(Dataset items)
========================================================================
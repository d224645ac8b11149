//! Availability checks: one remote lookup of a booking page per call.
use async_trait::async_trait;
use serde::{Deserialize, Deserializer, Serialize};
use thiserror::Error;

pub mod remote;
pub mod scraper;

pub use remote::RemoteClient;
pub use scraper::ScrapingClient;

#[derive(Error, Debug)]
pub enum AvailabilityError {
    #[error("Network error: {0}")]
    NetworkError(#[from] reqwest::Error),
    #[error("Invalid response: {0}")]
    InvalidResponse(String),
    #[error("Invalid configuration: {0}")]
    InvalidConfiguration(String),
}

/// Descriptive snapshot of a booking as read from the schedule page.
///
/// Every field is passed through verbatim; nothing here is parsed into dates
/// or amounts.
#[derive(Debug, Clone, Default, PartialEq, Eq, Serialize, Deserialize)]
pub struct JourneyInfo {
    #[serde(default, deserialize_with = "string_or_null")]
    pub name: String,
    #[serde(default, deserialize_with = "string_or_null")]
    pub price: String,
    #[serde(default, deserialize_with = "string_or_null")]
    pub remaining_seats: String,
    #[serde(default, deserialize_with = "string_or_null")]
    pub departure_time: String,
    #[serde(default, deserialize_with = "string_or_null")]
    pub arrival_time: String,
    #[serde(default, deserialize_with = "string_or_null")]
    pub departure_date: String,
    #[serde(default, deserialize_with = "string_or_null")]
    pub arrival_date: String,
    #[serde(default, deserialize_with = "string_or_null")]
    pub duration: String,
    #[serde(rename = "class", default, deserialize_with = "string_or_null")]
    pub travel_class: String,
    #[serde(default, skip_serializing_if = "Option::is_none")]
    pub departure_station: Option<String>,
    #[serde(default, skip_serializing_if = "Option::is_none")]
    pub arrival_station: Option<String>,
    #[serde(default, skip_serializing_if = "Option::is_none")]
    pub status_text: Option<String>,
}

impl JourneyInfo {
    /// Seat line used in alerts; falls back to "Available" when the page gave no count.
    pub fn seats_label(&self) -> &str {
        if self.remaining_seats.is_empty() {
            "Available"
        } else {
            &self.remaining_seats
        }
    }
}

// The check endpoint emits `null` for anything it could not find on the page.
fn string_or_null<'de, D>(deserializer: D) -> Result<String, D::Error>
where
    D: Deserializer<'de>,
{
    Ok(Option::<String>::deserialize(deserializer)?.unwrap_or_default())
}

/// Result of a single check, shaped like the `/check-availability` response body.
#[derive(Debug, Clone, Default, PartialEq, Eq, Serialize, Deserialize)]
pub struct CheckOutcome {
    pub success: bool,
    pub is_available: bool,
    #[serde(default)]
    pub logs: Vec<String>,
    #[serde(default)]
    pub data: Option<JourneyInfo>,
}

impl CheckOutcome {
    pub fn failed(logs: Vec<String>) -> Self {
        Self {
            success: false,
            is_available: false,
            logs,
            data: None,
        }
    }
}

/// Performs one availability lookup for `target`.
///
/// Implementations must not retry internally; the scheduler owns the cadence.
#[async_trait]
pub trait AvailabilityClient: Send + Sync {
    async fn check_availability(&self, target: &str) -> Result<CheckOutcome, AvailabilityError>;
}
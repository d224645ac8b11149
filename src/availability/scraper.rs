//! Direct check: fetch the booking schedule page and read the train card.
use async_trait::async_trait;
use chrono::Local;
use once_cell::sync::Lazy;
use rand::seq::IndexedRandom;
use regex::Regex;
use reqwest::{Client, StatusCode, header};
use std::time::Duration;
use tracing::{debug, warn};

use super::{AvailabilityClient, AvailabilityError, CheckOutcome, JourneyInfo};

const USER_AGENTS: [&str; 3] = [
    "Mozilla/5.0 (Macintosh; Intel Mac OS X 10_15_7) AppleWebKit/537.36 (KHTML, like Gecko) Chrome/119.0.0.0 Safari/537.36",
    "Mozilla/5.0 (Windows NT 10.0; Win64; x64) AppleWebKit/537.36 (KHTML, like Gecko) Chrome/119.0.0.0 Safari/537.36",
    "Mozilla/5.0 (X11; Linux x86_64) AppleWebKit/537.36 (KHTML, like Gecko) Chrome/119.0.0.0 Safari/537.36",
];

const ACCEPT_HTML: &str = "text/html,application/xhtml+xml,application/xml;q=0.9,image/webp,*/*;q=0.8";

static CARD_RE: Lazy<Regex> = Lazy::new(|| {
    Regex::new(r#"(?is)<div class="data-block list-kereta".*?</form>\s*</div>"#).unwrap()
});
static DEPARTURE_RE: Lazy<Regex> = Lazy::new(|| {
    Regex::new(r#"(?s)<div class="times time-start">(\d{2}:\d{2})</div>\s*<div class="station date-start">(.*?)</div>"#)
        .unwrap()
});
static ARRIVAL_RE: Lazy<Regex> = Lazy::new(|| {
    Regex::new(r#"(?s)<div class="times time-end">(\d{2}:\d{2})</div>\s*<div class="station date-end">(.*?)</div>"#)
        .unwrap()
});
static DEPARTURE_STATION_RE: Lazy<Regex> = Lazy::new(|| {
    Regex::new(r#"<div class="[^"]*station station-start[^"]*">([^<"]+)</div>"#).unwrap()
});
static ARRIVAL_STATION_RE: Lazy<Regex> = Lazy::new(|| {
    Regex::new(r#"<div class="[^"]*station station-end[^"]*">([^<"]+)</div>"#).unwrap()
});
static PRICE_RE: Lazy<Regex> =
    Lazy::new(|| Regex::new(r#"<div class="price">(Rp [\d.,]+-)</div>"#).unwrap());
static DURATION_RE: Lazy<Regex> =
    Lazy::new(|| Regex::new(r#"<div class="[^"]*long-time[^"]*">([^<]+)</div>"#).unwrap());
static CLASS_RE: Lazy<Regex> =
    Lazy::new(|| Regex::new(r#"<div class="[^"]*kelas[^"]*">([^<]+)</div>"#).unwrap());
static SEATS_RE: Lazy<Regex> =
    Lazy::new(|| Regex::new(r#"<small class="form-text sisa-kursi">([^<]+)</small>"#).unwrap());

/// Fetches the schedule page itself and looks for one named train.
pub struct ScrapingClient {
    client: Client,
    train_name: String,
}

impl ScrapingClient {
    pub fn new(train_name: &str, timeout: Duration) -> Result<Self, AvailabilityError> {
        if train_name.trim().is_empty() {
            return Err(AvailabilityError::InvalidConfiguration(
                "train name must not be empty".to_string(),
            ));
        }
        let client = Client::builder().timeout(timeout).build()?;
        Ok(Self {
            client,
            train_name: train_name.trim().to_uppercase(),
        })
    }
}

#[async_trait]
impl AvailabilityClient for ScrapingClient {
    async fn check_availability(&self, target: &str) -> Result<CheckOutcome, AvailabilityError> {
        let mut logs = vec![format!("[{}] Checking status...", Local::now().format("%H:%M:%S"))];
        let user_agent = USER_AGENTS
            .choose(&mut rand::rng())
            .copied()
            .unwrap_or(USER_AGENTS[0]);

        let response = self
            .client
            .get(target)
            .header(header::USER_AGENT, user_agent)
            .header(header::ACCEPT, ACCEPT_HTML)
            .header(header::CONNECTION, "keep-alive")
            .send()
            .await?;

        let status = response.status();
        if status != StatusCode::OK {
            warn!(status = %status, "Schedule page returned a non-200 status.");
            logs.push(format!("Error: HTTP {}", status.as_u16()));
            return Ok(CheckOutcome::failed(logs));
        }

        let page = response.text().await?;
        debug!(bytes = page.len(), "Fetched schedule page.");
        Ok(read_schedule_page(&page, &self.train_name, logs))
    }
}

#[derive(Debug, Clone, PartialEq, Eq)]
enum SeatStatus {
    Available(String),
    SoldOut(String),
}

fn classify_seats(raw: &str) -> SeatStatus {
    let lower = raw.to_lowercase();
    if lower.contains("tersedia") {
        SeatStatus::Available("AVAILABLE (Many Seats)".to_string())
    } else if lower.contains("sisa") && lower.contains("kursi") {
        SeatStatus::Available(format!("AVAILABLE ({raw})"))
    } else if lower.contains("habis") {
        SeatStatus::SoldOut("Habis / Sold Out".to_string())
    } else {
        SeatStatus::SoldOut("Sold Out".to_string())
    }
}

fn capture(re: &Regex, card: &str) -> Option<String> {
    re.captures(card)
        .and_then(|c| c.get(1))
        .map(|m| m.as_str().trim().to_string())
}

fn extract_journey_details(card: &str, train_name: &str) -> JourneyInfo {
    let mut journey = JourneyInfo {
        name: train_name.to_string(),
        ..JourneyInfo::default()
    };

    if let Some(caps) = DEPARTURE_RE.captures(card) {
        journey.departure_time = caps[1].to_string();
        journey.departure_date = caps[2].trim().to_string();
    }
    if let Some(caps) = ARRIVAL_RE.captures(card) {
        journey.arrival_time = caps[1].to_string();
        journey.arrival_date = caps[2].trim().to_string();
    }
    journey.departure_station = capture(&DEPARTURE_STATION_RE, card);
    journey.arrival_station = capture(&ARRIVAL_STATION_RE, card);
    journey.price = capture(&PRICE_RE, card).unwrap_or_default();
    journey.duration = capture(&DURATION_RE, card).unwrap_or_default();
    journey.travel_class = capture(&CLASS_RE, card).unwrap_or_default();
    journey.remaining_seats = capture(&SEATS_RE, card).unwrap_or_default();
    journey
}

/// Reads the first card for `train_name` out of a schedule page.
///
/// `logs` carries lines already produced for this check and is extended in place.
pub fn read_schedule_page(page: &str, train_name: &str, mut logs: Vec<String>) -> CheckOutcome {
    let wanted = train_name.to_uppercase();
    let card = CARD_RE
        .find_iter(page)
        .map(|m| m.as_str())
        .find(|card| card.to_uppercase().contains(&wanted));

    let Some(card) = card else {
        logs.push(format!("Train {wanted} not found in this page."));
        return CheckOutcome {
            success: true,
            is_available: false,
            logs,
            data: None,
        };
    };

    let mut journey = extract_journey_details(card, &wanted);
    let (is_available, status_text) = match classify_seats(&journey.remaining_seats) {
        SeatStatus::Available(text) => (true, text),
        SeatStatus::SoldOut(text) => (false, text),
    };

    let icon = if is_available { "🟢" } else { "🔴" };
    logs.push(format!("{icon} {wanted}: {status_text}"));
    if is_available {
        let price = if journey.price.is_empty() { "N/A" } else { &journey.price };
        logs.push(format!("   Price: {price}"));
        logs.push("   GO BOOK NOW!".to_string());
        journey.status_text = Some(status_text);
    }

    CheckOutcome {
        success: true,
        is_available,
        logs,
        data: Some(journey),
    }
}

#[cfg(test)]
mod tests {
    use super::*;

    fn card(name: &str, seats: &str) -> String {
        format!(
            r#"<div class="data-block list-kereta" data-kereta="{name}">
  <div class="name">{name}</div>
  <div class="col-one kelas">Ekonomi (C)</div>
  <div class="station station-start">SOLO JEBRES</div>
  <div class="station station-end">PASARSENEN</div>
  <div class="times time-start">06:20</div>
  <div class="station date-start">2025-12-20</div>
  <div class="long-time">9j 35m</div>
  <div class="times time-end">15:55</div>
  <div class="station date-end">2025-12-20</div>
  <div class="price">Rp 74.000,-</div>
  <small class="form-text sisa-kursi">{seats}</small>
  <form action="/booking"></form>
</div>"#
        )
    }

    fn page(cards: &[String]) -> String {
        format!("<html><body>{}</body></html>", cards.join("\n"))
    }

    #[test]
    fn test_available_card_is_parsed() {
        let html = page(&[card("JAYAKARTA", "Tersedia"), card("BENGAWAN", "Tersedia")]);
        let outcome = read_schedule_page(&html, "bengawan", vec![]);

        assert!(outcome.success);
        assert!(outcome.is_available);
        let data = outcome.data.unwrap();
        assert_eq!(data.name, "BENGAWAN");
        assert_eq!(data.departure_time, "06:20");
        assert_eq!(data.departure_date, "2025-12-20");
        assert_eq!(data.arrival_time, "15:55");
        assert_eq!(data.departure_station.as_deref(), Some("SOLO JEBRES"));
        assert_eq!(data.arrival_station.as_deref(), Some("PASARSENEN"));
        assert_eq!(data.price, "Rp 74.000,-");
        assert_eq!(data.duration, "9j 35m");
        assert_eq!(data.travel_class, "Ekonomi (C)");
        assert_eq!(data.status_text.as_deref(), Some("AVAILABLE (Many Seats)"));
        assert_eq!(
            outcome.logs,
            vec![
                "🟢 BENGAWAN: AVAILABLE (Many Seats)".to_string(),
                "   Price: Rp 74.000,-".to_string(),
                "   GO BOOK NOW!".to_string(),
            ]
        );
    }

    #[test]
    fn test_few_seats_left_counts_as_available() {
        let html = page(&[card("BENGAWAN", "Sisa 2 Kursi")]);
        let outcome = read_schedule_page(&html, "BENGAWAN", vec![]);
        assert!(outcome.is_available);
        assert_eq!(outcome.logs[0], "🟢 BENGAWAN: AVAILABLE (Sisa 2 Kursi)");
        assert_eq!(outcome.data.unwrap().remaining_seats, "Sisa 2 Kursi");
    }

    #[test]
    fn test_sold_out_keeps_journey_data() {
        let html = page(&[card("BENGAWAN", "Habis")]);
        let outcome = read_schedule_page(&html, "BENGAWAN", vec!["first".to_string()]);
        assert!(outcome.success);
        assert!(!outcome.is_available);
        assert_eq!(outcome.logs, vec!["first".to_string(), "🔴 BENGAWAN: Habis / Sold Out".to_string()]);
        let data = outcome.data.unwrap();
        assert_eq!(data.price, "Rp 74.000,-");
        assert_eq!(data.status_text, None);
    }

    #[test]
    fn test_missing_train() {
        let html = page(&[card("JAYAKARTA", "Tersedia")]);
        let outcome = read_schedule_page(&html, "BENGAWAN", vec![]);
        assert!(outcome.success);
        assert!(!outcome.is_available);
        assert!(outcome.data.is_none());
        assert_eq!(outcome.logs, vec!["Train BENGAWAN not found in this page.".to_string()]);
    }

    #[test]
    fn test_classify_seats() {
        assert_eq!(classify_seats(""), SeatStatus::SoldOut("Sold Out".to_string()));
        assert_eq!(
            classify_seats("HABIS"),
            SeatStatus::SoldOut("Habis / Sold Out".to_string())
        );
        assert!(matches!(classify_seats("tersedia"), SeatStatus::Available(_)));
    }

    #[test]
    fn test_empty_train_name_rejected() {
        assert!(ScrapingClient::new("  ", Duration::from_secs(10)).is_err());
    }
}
========================================================================
_Your instructions_. Where a line in the entries holds the word "first", copy that line.

_Exercise result_.
/// Reads the first card for `train_name` out of a schedule page.
        let outcome = read_schedule_page(&html, "BENGAWAN", vec!["first".to_string()]);
        assert_eq!(outcome.logs, vec!["first".to_string(), "🔴 BENGAWAN: Habis / Sold Out".to_string()]);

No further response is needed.